Meibomius, Marcus

, a very learned man, of the same family as the preceding, was born in 1611. He devoted himself to literature and criticism, but particularly to the learning of the ancients; as their music, the structure of their galleys, &c. In 1652 he published a collection of seven Greek authors, who had written upon ancient music, to which he added a Latin version by himself. It was entitled “Antiques Musicae auctores septem Greece et Latine, Marcus Meibomius restituit ac Nods explicavit.” Amst. The first volume contains: I. Aristoxeni Harmonicorum Elementorum, libri iii. II. Euclidis Introductio Harmonica. III. Nichomachi Geraseni, Pythagorici, Harmon. Manuale. IV. Alypii Introductio Musica. V. Gaudentii Philosophi Introductio Harmonica. VI. Bacchii Senioris Introductio Artis Musicae. The second volume: Aristidis Quintiliani de Musica, libri iii. Martiani Capellse de Musica, liber ix. This, says Dr. Burney, is the most solid and celebrated of his critical works, in which all subsequent writers on the subject of ancient music place implicit faith. It is from these commentaries on the Greek writers in music, particularly Alypius, that we are able to fancy we can decipher the musical characters used by the ancient Greeks in their notation; which, before his time, had been so altered, corrupted, disfigured, and confounded, by the ignorance or negligence of the transcribers of ancient Mss., that they were rendered wholly unintelligible.

Meibomius, after this learned and elegant publication, was invited to the court of the queen of Sweden, to whom be had dedicated it; but this visit was not followed by the most pleasing consequences. Having by his enthusiastic account of the music of the ancients, impressed this princess with similar ideas, the younger Bourdelot, a physician, and his rival (as a classical scholar) in the queen’s favour, instigated her majesty to desire him to sing an ancient Grecian air, while Naudet, an old Frenchman, danced a la Grec to the sound or his voice. But the performance, instead of exciting admiration, produced loud bursts of laughter from all present; which so enraged Meibomius, that seeing the buffoon Bourdelot in the gallery among the scoffers, and having no doubt but that it was he who, with a malicious design, had persuaded her majesty to desire this performance, immediately flew thither, and exercised the pugilist’s art on his face so violently, without | being restrained by the presence of the qneen, that he thought it necessary to quit the Swedish dominions before he could be called to an account for his rashness; and immediately went to Copenhagen, where being well received, he fixed his residence there, and became a professor at Sora, a Danish college for the instruction of the young nobility. Here too he was honoured with the title of aulic counsellor, and soon after was called to Elsineur, and advanced to the dignity of Architesorie, or president of the board of maritime taxes or customs; but, neglecting the duty of his office, he was dismissed, and upon that disgrace quitted Denmark'. Soon after, he settled at Amsterdam, and became professor of history in the college of that city; but refusing to give instructions to the son of a burgomaster, alleging that he was not accustomed to instruct boys in the elements of knowledge, but to finish students arrived at maturity in their studies, he was dismissed from that station. After quitting Amsterdam, he visited France and England; then returning to Holland, he led a studious and private life at Amsterdam till 1710 or 1711, when he died at near 100 years of age.
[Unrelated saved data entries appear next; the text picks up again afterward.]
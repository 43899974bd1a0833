//! Plan command: print the chunk ranges for a given length.

use anyhow::Result;
use chunkdl_core::planner::plan_ranges;

pub fn run_plan(length: u64, segment_size: u64) -> Result<()> {
    let ranges = plan_ranges(length, segment_size)?;
    println!("{} chunk(s) of at most {} bytes", ranges.len(), segment_size);
    for (i, r) in ranges.iter().enumerate() {
        println!("{:>6}  {:<28} {}", i, r.range_header_value(), r.len());
    }
    Ok(())
}
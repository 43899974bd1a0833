//! Completion queue and merge consumer.
//!
//! Fetchers push `MergeEvent`s onto an unbounded mpsc channel; one merge
//! thread drains it strictly one event at a time. Being the only writer of
//! destination files and the only mutator of task progress, it needs no
//! per-range locking, and it is also the only thread that calls the listener.

mod consumer;

pub(crate) use consumer::MergeConsumer;

use std::path::PathBuf;

use crate::retry::FetchError;
use crate::task::{Chunk, TaskId};

/// Message on the completion queue.
#[derive(Debug)]
pub(crate) enum MergeEvent {
    /// Chunk bytes are in its scratch file, ready to merge.
    Fetched(Chunk),
    /// Chunk failed permanently or was aborted; its scratch file is already gone.
    FetchFailed { chunk: Chunk, error: FetchError },
    /// Task was cancelled or shut down; drop its partial destination file.
    Cancelled { task_id: TaskId, scratch_dir: PathBuf },
    /// Stop the merge thread.
    Shutdown,
}

impl MergeEvent {
    pub(crate) fn chunk(&self) -> Option<&Chunk> {
        match self {
            MergeEvent::Fetched(chunk) | MergeEvent::FetchFailed { chunk, .. } => Some(chunk),
            MergeEvent::Cancelled { .. } | MergeEvent::Shutdown => None,
        }
    }
}
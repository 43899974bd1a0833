//! libcurl-backed range GETs.

use std::io::{self, Write};
use std::sync::atomic::{AtomicBool, Ordering};
use std::time::Duration;

use super::RangeTransport;
use crate::config::CurlConfig;
use crate::planner::ByteRange;
use crate::retry::FetchError;

/// One `curl::easy::Easy` handle per fetch, configured from `CurlConfig`.
#[derive(Debug, Clone, Default)]
pub struct CurlTransport {
    cfg: CurlConfig,
}

impl CurlTransport {
    pub fn new(cfg: CurlConfig) -> Self {
        Self { cfg }
    }

    fn configure(&self, easy: &mut curl::easy::Easy, url: &str, range: ByteRange) -> Result<(), curl::Error> {
        easy.url(url)?;
        easy.follow_location(true)?;
        easy.connect_timeout(Duration::from_secs(self.cfg.connect_timeout_secs))?;
        // Low-speed abort rather than a tight wall clock, so large chunks on slow links survive.
        easy.low_speed_limit(self.cfg.low_speed_limit)?;
        easy.low_speed_time(Duration::from_secs(self.cfg.low_speed_time_secs))?;
        easy.timeout(Duration::from_secs(self.cfg.timeout_secs))?;
        easy.range(&range.curl_range())?;
        easy.progress(true)?;
        Ok(())
    }
}

impl RangeTransport for CurlTransport {
    fn fetch_range(
        &self,
        url: &str,
        range: ByteRange,
        sink: &mut dyn Write,
        abort: &AtomicBool,
    ) -> Result<u64, FetchError> {
        let expected = range.len();
        let mut easy = curl::easy::Easy::new();
        self.configure(&mut easy, url, range).map_err(FetchError::Curl)?;

        let mut received = 0u64;
        let mut overflow = false;
        let mut aborted = false;
        let mut sink_error: Option<io::Error> = None;

        let perform_result = {
            let mut transfer = easy.transfer();
            transfer
                .write_function(|data| {
                    if abort.load(Ordering::Relaxed) {
                        aborted = true;
                        return Ok(0);
                    }
                    let len = data.len() as u64;
                    if received + len > expected {
                        // Server ignored the Range header or sent trailing bytes.
                        overflow = true;
                        received += len;
                        return Ok(0);
                    }
                    if let Err(e) = sink.write_all(data) {
                        sink_error = Some(e);
                        return Ok(0);
                    }
                    received += len;
                    Ok(data.len())
                })
                .map_err(FetchError::Curl)?;
            transfer
                .progress_function(|_, _, _, _| !abort.load(Ordering::Relaxed))
                .map_err(FetchError::Curl)?;
            transfer.perform()
        };

        if aborted || abort.load(Ordering::Relaxed) {
            return Err(FetchError::Aborted);
        }
        if let Some(e) = sink_error {
            return Err(FetchError::Scratch(e));
        }
        if overflow {
            return Err(FetchError::PartialTransfer { expected, received });
        }
        perform_result.map_err(FetchError::Curl)?;

        let code = easy.response_code().map_err(FetchError::Curl)?;
        if !(200..300).contains(&code) {
            return Err(FetchError::Http(code));
        }
        if received != expected {
            return Err(FetchError::PartialTransfer { expected, received });
        }
        Ok(received)
    }
}
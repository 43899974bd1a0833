//! Logging init: file under XDG state dir, or graceful fallback to stderr.

use anyhow::Result;
use std::fs;
use std::io;
use std::path::PathBuf;
use tracing_subscriber::fmt::writer::BoxMakeWriter;
use tracing_subscriber::fmt::MakeWriter;
use tracing_subscriber::EnvFilter;

const DEFAULT_FILTER: &str = "info,chunkdl=debug,chunkdl_core=debug";

/// Writer that is either a file or stderr (used when file clone fails).
enum FileOrStderr {
    File(std::fs::File),
    Stderr,
}

impl io::Write for FileOrStderr {
    fn write(&mut self, buf: &[u8]) -> io::Result<usize> {
        match self {
            FileOrStderr::File(f) => f.write(buf),
            FileOrStderr::Stderr => io::stderr().lock().write(buf),
        }
    }

    fn flush(&mut self) -> io::Result<()> {
        match self {
            FileOrStderr::File(f) => f.flush(),
            FileOrStderr::Stderr => io::stderr().lock().flush(),
        }
    }
}

fn env_filter() -> EnvFilter {
    EnvFilter::try_from_default_env().unwrap_or_else(|_| EnvFilter::new(DEFAULT_FILTER))
}

/// Initialize structured logging to `~/.local/state/chunkdl/chunkdl.log`.
/// On failure (e.g. log dir unwritable), returns Err so the caller can fall back to stderr.
pub fn init_logging() -> Result<()> {
    let xdg_dirs = xdg::BaseDirectories::with_prefix("chunkdl")?;
    let log_dir = xdg_dirs.get_state_home();

    fs::create_dir_all(&log_dir)?;
    let log_file_path: PathBuf = log_dir.join("chunkdl.log");

    let file = fs::OpenOptions::new()
        .create(true)
        .append(true)
        .open(&log_file_path)?;

    struct FileMakeWriter(std::fs::File);

    impl<'a> MakeWriter<'a> for FileMakeWriter {
        type Writer = FileOrStderr;

        fn make_writer(&'a self) -> Self::Writer {
            self.0
                .try_clone()
                .map(FileOrStderr::File)
                .unwrap_or(FileOrStderr::Stderr)
        }
    }

    tracing_subscriber::fmt()
        .with_env_filter(env_filter())
        .with_writer(BoxMakeWriter::new(FileMakeWriter(file)))
        .with_ansi(false)
        .try_init()
        .map_err(|e| anyhow::anyhow!("install tracing subscriber: {}", e))?;

    tracing::info!("chunkdl logging initialized at {}", log_file_path.display());

    Ok(())
}

/// Initialize logging to stderr only. Use when `init_logging` fails so the CLI doesn't crash.
pub fn init_logging_stderr() {
    let _ = tracing_subscriber::fmt()
        .with_env_filter(env_filter())
        .with_writer(std::io::stderr)
        .with_ansi(false)
        .try_init();
}
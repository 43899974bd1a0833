//! Builder for creating and preallocating destination `.part` files.

use std::fs::File;
use std::io;
use std::path::{Path, PathBuf};

use super::writer::StorageWriter;
#[cfg(unix)]
use std::os::unix::io::AsRawFd;

/// Builder for a new `.part` file. Call `preallocate` then `build`.
pub struct StorageWriterBuilder {
    file: File,
    temp_path: PathBuf,
}

impl StorageWriterBuilder {
    /// Create the temp file at `temp_path`, creating its parent directory if needed.
    /// Truncates a leftover file from an earlier attempt.
    pub fn create(temp_path: &Path) -> io::Result<Self> {
        if let Some(parent) = temp_path.parent() {
            if !parent.as_os_str().is_empty() {
                std::fs::create_dir_all(parent)?;
            }
        }
        let file = File::options()
            .write(true)
            .create(true)
            .truncate(true)
            .open(temp_path)?;
        Ok(StorageWriterBuilder {
            file,
            temp_path: temp_path.to_path_buf(),
        })
    }

    /// Preallocate `size` bytes. On Unix tries `posix_fallocate` first and
    /// falls back to `set_len` on failure or non-Unix.
    pub fn preallocate(&mut self, size: u64) -> io::Result<()> {
        #[cfg(unix)]
        {
            let fd = self.file.as_raw_fd();
            let r = unsafe { libc::posix_fallocate(fd, 0, size as libc::off_t) };
            if r == 0 {
                return Ok(());
            }
            tracing::debug!(errno = r, "posix_fallocate failed, falling back to set_len");
        }
        self.file.set_len(size)
    }

    pub fn build(self) -> StorageWriter {
        StorageWriter::from_file_and_path(self.file, self.temp_path)
    }
}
Meibomius pretended that the Hebrew copy of the Bible was full of errors, and undertook to correct them by means of a metre, which he fancied he had discovered in those ancient writings; but this drew upon him no small raillery from the learned. Nevertheless, besides the work above mentioned, he produced several others, which shewed him to be a good scholar; particularly his “Diogenes Laertius,” Amst. 1692, 2 vols. 4to, by far the most critical and perfect edition of that writer; his “Liber de Fabrica Triremium,1671, in which he thinks he discovered the method in which the ancients disposed their banes of oars his edition of the ancient Greek Mythologists and his dialogues on Proportions, a curious work, in which the interlocutors, or persons represented as speaking, are Euclid, Archimedes, Apollonius, Pappus, Eutocius, Theo, and Hermotimus. This last work was opposed by Langius, and by Dr. Wallis in a considerable tract, printed in the first volume of his works. 1


Moreri. Burney’s Hist, of Music, and in the Cyclopædia. —Hutton’s Dict.Saxii Onomasticon.